From: Howard C. Berkowitz (hcb@gettcomm.com)
Date: Thu Jul 15 2004 - 01:25:29 GMT-3
At 12:15 AM -0400 7/15/04, Scott Morris wrote:
>I'm going to assume that you are going for your fourth lab (and will pass)
>instead of knowing you are going for your fourst failure on the 27th! :)
>
>
>
>What should you study? If you feel confident at this point, that's a great
>thing. If it's misplaced, that's not, but you should have enough
>lab/scenario/interpretation experience by now to figure that out yourself.
>Take one of the mock labs that's offered, give yourself a little extra
>insight.
As I mentioned with voice, I would recommend that if you feel
uncomfortable with a technology area, go through it carefully and try
to pick out similarities with things with which you are familiar.
>
>Otherwise, adjust your time management and mental exercises, and spend time
>reviewing the DocCD of things you do know just to be sure nothing has
>changed. IOS programmers have an irritating way of doing that sometimes...

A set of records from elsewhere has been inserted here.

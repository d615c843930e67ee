use attendance_lambda::handlers::authentication::function_handler;
use attendance_lambda::pipeline::Authenticator;
use attendance_lambda::services::{DynamoRecordStore, RekognitionFaceIndex, S3ImageStore};
use attendance_lambda::Settings;
use aws_sdk_dynamodb::Client as DynamoClient;
use aws_sdk_rekognition::Client as RekognitionClient;
use aws_sdk_s3::Client as S3Client;
use lambda_runtime::{run, service_fn, tracing, Error};

#[tokio::main]
async fn main() -> Result<(), Error> {
    tracing::subscriber::fmt().json().init();
    let settings = Settings::from_env()?;
    let shared_config = settings.load_aws_config().await;
    let images = S3ImageStore::new(S3Client::new(&shared_config));
    let face_index = RekognitionFaceIndex::new(
        RekognitionClient::new(&shared_config),
        &settings.face_collection_id,
    );
    let records =
        DynamoRecordStore::new(DynamoClient::new(&shared_config), &settings.student_table);
    let authenticator = Authenticator::new(
        &images,
        &face_index,
        &records,
        &settings.attendance_bucket,
        settings.mode,
    );
    run(service_fn(|event| function_handler(event, &authenticator))).await
}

>Things with basic routing protocols do not always work the same as when I
>originally learned them. And I'm SURE that they do that just to piss me
>off. :)
Apropos of that last point, be very careful about using RFC 1771 as a
reference. It's really pretty obsolete, and has outright errors in
the state machines. Use
http://www.ietf.org/internet-drafts/draft-ietf-idr-bgp4-24.txt, which
is just going through the administrative hoops before approval.
We had a final markup conference call on the BGP Convergence
Terminology document that I coauthored with people from Cisco,
Nortel, Nexthop, Juniper, and SAIC. It should go to RFC in a month or
so, assuming no administrative problems. As soon as I get back the
final edits, I will put it on my anonymous FTP server. Since it was
conditionally approved with changes, it won't go back into the
Internet Draft files.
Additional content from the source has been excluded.